The Effectiveness of Carvedilol, a New Antioxidant and Antiproliferative Beta-Blocker, on Prevention of Restenosis after Coronary Stent Implantation: a Prospective, Randomized, Multicenter Study.
- Author:
Kwang Soo CHA
1
;
Moo Hyun KIM
;
Jin Woo KIM
;
Doo Il KIM
;
Hje Jin KIM
;
Young Dae KIM
;
Dong Soo KIM
;
Jong Seong KIM
Author Information
- Publication Type:Multicenter Study ; Original Article ; Randomized Controlled Trial
- Keywords: Carvedilol; Stents; Coronary restenosis; Drug therapy
- MeSH: Administration, Oral; Angiography; Angioplasty; Animals; Atenolol; Cell Cycle; Cell Movement; Coronary Restenosis; Dizziness; Drug Therapy; Follow-Up Studies; Humans; Hyperplasia; Hypotension; Muscle, Smooth, Vascular; Prospective Studies*; Protein Kinases; Rats; Stents*
- From:Korean Circulation Journal 2004;34(1):35-40
- CountryRepublic of Korea
- Language:English
- Abstract: BACKGROUND: Carvedilol is a direct inhibitor of vascular smooth muscle cell migration and proliferation through inhibition of mitogen-activated protein kinase activity and regulation of cell cycle progression.
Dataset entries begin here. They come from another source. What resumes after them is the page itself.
//! Local preconditions checked before anything is sent to the backend
//!
//! A query that is empty, blank, or made only of comments has nothing to
//! execute, so it is rejected here instead of costing a round trip.

use crate::error::{ClientError, Result};

/// Check that `sql` contains at least one token outside of comments
///
/// Returns the trimmed query text to send.
pub fn validate_query_text(sql: &str) -> Result<&str> {
    let trimmed = sql.trim();
    if trimmed.is_empty() || strip_comments(trimmed).trim().is_empty() {
        return Err(ClientError::validation("No SQL query to execute"));
    }
    Ok(trimmed)
}

/// Check that a question has some text in it
pub fn validate_question(question: &str) -> Result<&str> {
    let trimmed = question.trim();
    if trimmed.is_empty() {
        return Err(ClientError::validation("Question cannot be empty"));
    }
    Ok(trimmed)
}

/// Strip SQL comments from query
///
/// Handles:
/// - Line comments: -- comment
/// - Block comments: /* comment */
///
/// Quoted text is copied verbatim so `'--'` inside a literal survives.
fn strip_comments(sql: &str) -> String {
    let mut result = String::new();
    let mut chars = sql.chars().peekable();
    let mut quote: Option<char> = None;

    while let Some(ch) = chars.next() {
        if let Some(q) = quote {
            result.push(ch);
            if ch == q {
                quote = None;
            }
            continue;
        }

        match ch {
            '\'' | '"' | '`' => {
                quote = Some(ch);
                result.push(ch);
            }
            '-' if chars.peek() == Some(&'-') => {
                // Line comment: skip until newline
                chars.next();
                for ch in chars.by_ref() {
                    if ch == '\n' {
                        result.push('\n');
                        break;
                    }
                }
            }
            '/' if chars.peek() == Some(&'*') => {
                // Block comment: skip until */
                chars.next();
                let mut prev = ' ';
                for ch in chars.by_ref() {
                    if prev == '*' && ch == '/' {
                        break;
                    }
                    prev = ch;
                }
                result.push(' ');
            }
            _ => result.push(ch),
        }
    }

    result
}
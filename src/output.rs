//! JSON Output Envelope Types
//!
//! One-shot commands print exactly one envelope on stdout.
//!
//! # Output Contract
//! - Success: `{"ok": true, "command": "...", "data": {...}, "meta": {...}}`
//! - Error: `{"ok": false, "command": "...", "error": {"code": "...", "message": "..."}}`

use serde::{Deserialize, Serialize};

use crate::error::ClientError;

/// Success envelope for command results
#[derive(Debug, Clone, Serialize, Deserialize)]
pub struct SuccessEnvelope<T> {
    /// Always true for success envelopes
    pub ok: bool,

    /// Command that was executed (connect, tables, ask, exec, ...)
    pub command: String,

    /// Command-specific data
    pub data: T,

    pub meta: Metadata,
}

impl<T> SuccessEnvelope<T> {
    pub fn new(command: impl Into<String>, data: T, meta: Metadata) -> Self {
        Self { ok: true, command: command.into(), data, meta }
    }
}

/// Error envelope for command failures
#[derive(Debug, Clone, Serialize, Deserialize)]
pub struct ErrorEnvelope {
    /// Always false for error envelopes
    pub ok: bool,

    pub command: String,

    pub error: ErrorInfo,
}

impl ErrorEnvelope {
    pub fn new(command: impl Into<String>, error: ErrorInfo) -> Self {
        Self { ok: false, command: command.into(), error }
    }

    /// Create error envelope from `ClientError`
    pub fn from_error(command: impl Into<String>, err: &ClientError) -> Self {
        Self::new(command, ErrorInfo { code: err.error_code().to_string(), message: err.message() })
    }
}

/// Error information structure
#[derive(Debug, Clone, Serialize, Deserialize)]
pub struct ErrorInfo {
    /// Stable error code (e.g., "NOT_CONNECTED", "TRANSPORT_FAILURE")
    pub code: String,

    /// Human-readable error message (never includes the password)
    pub message: String,
}

impl ErrorInfo {
    pub fn new(code: impl Into<String>, message: impl Into<String>) -> Self {
        Self { code: code.into(), message: message.into() }
    }
}

/// Execution metadata included in all success responses
#[derive(Debug, Clone, Serialize, Deserialize)]
pub struct Metadata {
    /// Wall-clock time of the command in milliseconds
    pub execution_ms: u64,

    /// Number of rows returned (for `exec`, None for other commands)
    #[serde(skip_serializing_if = "Option::is_none")]
    pub rows_returned: Option<usize>,
}

impl Metadata {
    #[must_use]
    pub const fn new(execution_ms: u64) -> Self {
        Self { execution_ms, rows_returned: None }
    }

    #[must_use]
    pub const fn with_rows(execution_ms: u64, rows_returned: usize) -> Self {
        Self { execution_ms, rows_returned: Some(rows_returned) }
    }
}
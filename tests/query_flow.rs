//! Query Flow Tests
//!
//! Question to SQL to rows, through a connected `Session`.

mod common;

use pretty_assertions::assert_eq;
use serde_json::json;
use std::sync::Arc;
use std::time::Duration;

use askdb::{
    ClientError, ExecuteOutcome, GenerateOutcome, MemoryCredentialStore, NoticeLevel,
    PipelineStage, ResultSet,
};
use common::{
    connected_session, fresh_session, rows, session_with, shop_profile, transport_error,
    FakeBackend,
};

#[tokio::test]
async fn test_count_question_end_to_end() {
    let (mut session, backend, _store) = connected_session().await;

    let sql = session.generate_query("How many rows are in orders?").await.unwrap();
    assert_eq!(sql, "SELECT COUNT(*) FROM orders;");
    assert_eq!(session.pipeline().stage(), PipelineStage::Generated);

    let results = session.execute_generated().await.unwrap().clone();
    assert_eq!(backend.last_sql().as_deref(), Some("SELECT COUNT(*) FROM orders;"));
    assert_eq!(results.source_table.as_deref(), Some("orders"));
    assert_eq!(results.columns(), vec!["COUNT(*)"]);
    assert_eq!(results.rows, rows(json!([{"COUNT(*)": 42}])));
    assert_eq!(session.pipeline().stage(), PipelineStage::Executed);

    let texts: Vec<String> = session.drain_notices().into_iter().map(|n| n.text).collect();
    assert_eq!(texts, vec!["SQL Generated Successfully!", "Query Executed Successfully!"]);
}

#[tokio::test]
async fn test_new_generation_clears_results() {
    let (mut session, _backend, _store) = connected_session().await;
    session.generate_query("How many rows are in orders?").await.unwrap();
    session.execute_generated().await.unwrap();
    assert!(session.pipeline().results().is_some());

    session.generate_query("Show all records from products").await.unwrap();

    assert_eq!(session.pipeline().results(), None);
    assert_eq!(session.pipeline().question(), "Show all records from products");
}

#[tokio::test]
async fn test_failed_generation_keeps_previous_sql() {
    let (mut session, backend, _store) = connected_session().await;
    session.generate_query("How many rows are in orders?").await.unwrap();

    backend.reply_generate(Ok(GenerateOutcome::failed("Could not understand the question")));
    let err = session.generate_query("asdf").await.unwrap_err();

    assert_eq!(err, ClientError::logical("Could not understand the question"));
    assert_eq!(session.pipeline().generated_query(), Some("SELECT COUNT(*) FROM orders;"));
    let notice = session.drain_notices().pop().unwrap();
    assert_eq!(notice.level, NoticeLevel::Error);
    assert_eq!(notice.text, "SQL Generation failed: Could not understand the question");
}

#[tokio::test]
async fn test_blank_question_is_rejected_without_request() {
    let (mut session, backend, _store) = connected_session().await;

    let err = session.generate_query("   ").await.unwrap_err();

    assert_eq!(err.error_code(), "VALIDATION_ERROR");
    assert_eq!(backend.calls.generate(), 0);
    assert_eq!(session.drain_notices()[0].level, NoticeLevel::Warning);
}

#[tokio::test]
async fn test_empty_sql_makes_no_request() {
    let (mut session, backend, _store) = connected_session().await;

    for sql in ["", "   ", "-- just a comment", "/* nothing */"] {
        let err = session.execute_query(sql).await.unwrap_err();
        assert_eq!(err, ClientError::validation("No SQL query to execute"));
    }
    assert_eq!(backend.calls.execute(), 0);
    assert_eq!(session.pipeline().results(), None);
}

#[tokio::test]
async fn test_execute_generated_without_generation() {
    let (mut session, backend, _store) = connected_session().await;

    let err = session.execute_generated().await.unwrap_err();

    assert_eq!(err.error_code(), "VALIDATION_ERROR");
    assert_eq!(backend.calls.execute(), 0);
}

#[tokio::test]
async fn test_zero_rows_differs_from_not_executed() {
    let (mut session, backend, _store) = connected_session().await;
    assert_eq!(session.pipeline().results(), None);

    backend.reply_execute(Ok(ExecuteOutcome::rows(Vec::new(), Some("orders".to_string()))));
    session.execute_query("SELECT * FROM orders WHERE 1 = 0").await.unwrap();

    let results = session.pipeline().results().unwrap();
    assert!(results.is_empty());
    assert!(results.columns().is_empty());
}

#[tokio::test]
async fn test_transport_failure_keeps_previous_results() {
    let (mut session, backend, _store) = connected_session().await;
    session.execute_query("SELECT COUNT(*) FROM orders;").await.unwrap();
    let before = session.pipeline().results().cloned();

    backend.reply_execute(Err(transport_error()));
    let err = session.execute_query("SELECT * FROM products").await.unwrap_err();

    assert_eq!(err.error_code(), "TRANSPORT_FAILURE");
    assert_eq!(session.pipeline().results().cloned(), before);
    assert_eq!(session.pipeline().stage(), PipelineStage::Executed);
    assert!(session.is_connected());
}

#[tokio::test]
async fn test_logical_failure_reports_backend_message() {
    let (mut session, backend, _store) = connected_session().await;
    backend.reply_execute(Ok(ExecuteOutcome::failed("Table 'shop.users' doesn't exist")));

    let err = session.execute_query("SELECT * FROM users").await.unwrap_err();

    assert_eq!(err, ClientError::logical("Table 'shop.users' doesn't exist"));
    assert_eq!(
        session.drain_notices().pop().unwrap().text,
        "Execution failed: Table 'shop.users' doesn't exist"
    );
}

#[tokio::test]
async fn test_hand_edited_sql_becomes_current_query() {
    let (mut session, backend, _store) = connected_session().await;
    session.generate_query("How many rows are in orders?").await.unwrap();

    session.execute_query("SELECT COUNT(*) FROM orders WHERE total > 10").await.unwrap();

    assert_eq!(
        session.pipeline().generated_query(),
        Some("SELECT COUNT(*) FROM orders WHERE total > 10")
    );
    assert_eq!(
        backend.last_sql().as_deref(),
        Some("SELECT COUNT(*) FROM orders WHERE total > 10")
    );
}

#[tokio::test]
async fn test_columns_keep_backend_order() {
    let (mut session, backend, _store) = connected_session().await;
    backend.reply_execute(Ok(ExecuteOutcome::rows(
        rows(json!([{"zeta": 1, "alpha": "a", "mid": null}])),
        None,
    )));

    let results: ResultSet =
        session.execute_query("SELECT zeta, alpha, mid FROM t").await.unwrap().clone();

    assert_eq!(results.columns(), vec!["zeta", "alpha", "mid"]);
}

#[tokio::test]
async fn test_use_example_then_generate() {
    let (mut session, backend, _store) = connected_session().await;
    let picked = session.examples()[2].clone();

    assert_eq!(session.use_example(2).unwrap(), picked);
    let question = session.pipeline().question().to_string();
    session.generate_query(&question).await.unwrap();

    assert_eq!(session.pipeline().question(), picked);
    assert_eq!(backend.calls.generate(), 1);
    assert!(session.use_example(99).is_err());
}

#[tokio::test]
async fn test_execute_times_out() {
    let backend = FakeBackend::new();
    let store = Arc::new(MemoryCredentialStore::new());
    let mut session = session_with(&backend, &store, Duration::from_millis(50));
    session.connect(shop_profile()).await.unwrap();

    backend.set_delay(Duration::from_millis(500));
    let err = session.execute_query("SELECT 1").await.unwrap_err();

    assert_eq!(err, ClientError::transport("execute timed out after 50 ms"));
    assert_eq!(session.pipeline().results(), None);
}

// ============================================================================
// Two-phase requests
// ============================================================================

#[tokio::test]
async fn test_newer_generation_supersedes_older_through_session() {
    let (mut session, _backend, _store) = connected_session().await;

    let first = session.begin_generate("Show all records from orders").unwrap();
    let second = session.begin_generate("Show all records from products").unwrap();
    assert_eq!(session.pipeline().stage(), PipelineStage::Generating);

    let late = session.finish_generate(first, Ok(GenerateOutcome::generated("SELECT * FROM orders")));
    assert_eq!(late, Err(ClientError::superseded("generate")));
    assert_eq!(session.pipeline().generated_query(), None);

    let sql = session
        .finish_generate(second, Ok(GenerateOutcome::generated("SELECT * FROM products")))
        .unwrap();
    assert_eq!(sql, "SELECT * FROM products");
    assert_eq!(session.pipeline().question(), "Show all records from products");

    let levels: Vec<NoticeLevel> = session.drain_notices().into_iter().map(|n| n.level).collect();
    assert_eq!(levels, vec![NoticeLevel::Info, NoticeLevel::Success]);
}

#[tokio::test]
async fn test_generation_drops_rows_executed_while_it_was_pending() {
    let (mut session, _backend, _store) = connected_session().await;

    let generate = session.begin_generate("How many rows are in products?").unwrap();
    let execute = session.begin_execute("SELECT COUNT(*) FROM orders").unwrap();
    session
        .finish_execute(
            execute,
            Ok(ExecuteOutcome::rows(rows(json!([{"COUNT(*)": 42}])), Some("orders".to_string()))),
        )
        .unwrap();
    assert!(session.pipeline().results().is_some());

    session
        .finish_generate(generate, Ok(GenerateOutcome::generated("SELECT COUNT(*) FROM products")))
        .unwrap();

    assert_eq!(session.pipeline().generated_query(), Some("SELECT COUNT(*) FROM products"));
    assert_eq!(session.pipeline().results(), None);
    assert_eq!(session.pipeline().stage(), PipelineStage::Generated);
}

#[tokio::test]
async fn test_disconnect_discards_pending_generation() {
    let (mut session, _backend, _store) = connected_session().await;
    let ticket = session.begin_generate("How many rows are in orders?").unwrap();

    session.disconnect().unwrap();
    let late = session.finish_generate(ticket, Ok(GenerateOutcome::generated("SELECT 1")));

    assert_eq!(late, Err(ClientError::superseded("generate")));
    assert_eq!(session.pipeline().generated_query(), None);
    assert_eq!(session.pipeline().stage(), PipelineStage::Idle);
}

#[tokio::test]
async fn test_begin_execute_checks_text_before_connection() {
    let (mut session, backend, _store) = fresh_session();

    assert_eq!(
        session.begin_execute("-- nothing").unwrap_err(),
        ClientError::validation("No SQL query to execute")
    );
    assert_eq!(session.begin_execute("SELECT 1").unwrap_err(), ClientError::NotConnected);
    assert_eq!(session.begin_generate("q").unwrap_err(), ClientError::NotConnected);
    assert_eq!(backend.calls.execute(), 0);

    let levels: Vec<NoticeLevel> = session.drain_notices().into_iter().map(|n| n.level).collect();
    assert_eq!(levels, vec![NoticeLevel::Warning, NoticeLevel::Error, NoticeLevel::Error]);
}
It produced an 84% suppression of neointimal hyperplasia in rat carotid angioplasty model, but no data are available regarding its effect on stent restenosis in patients. We tested whether a sustained oral administration of carvedilol reduces restenosis after coronary stenting in patients. METHODS: One hundred fifty nine patients were randomized to receive either carvedilol (50 mg/day, n=80) or atenolol (50 mg/day, n=79) at least 1 day before stenting and continued on the same medication over 3 months. The primary end point was angiographic restenosis (>50% diameter stenosis) at follow-up angiography. RESULTS: Baseline clinical and angiographic variables were similar between the carvedilol and atenolol group. The carvedilol dose was tolerable in most patients after adjustment of other medications, but reduced in 3 patients due to hypotension and dizziness. Angiographic follow-up was done in 137 patients (86%) and the restenosis rate was not different significantly between both groups (17.1% versus 19.4%, p=0.732). CONCLUSION: A sustained oral administration of carvedilol is not effective to reduce stent restenosis. With carvedilol targeting regulators of cell cycle progression and having a profound neointimal inhibition with a high blood concentration in an experiment, further investigations using a stent-based delivery to achieve a high local concentration may be warranted.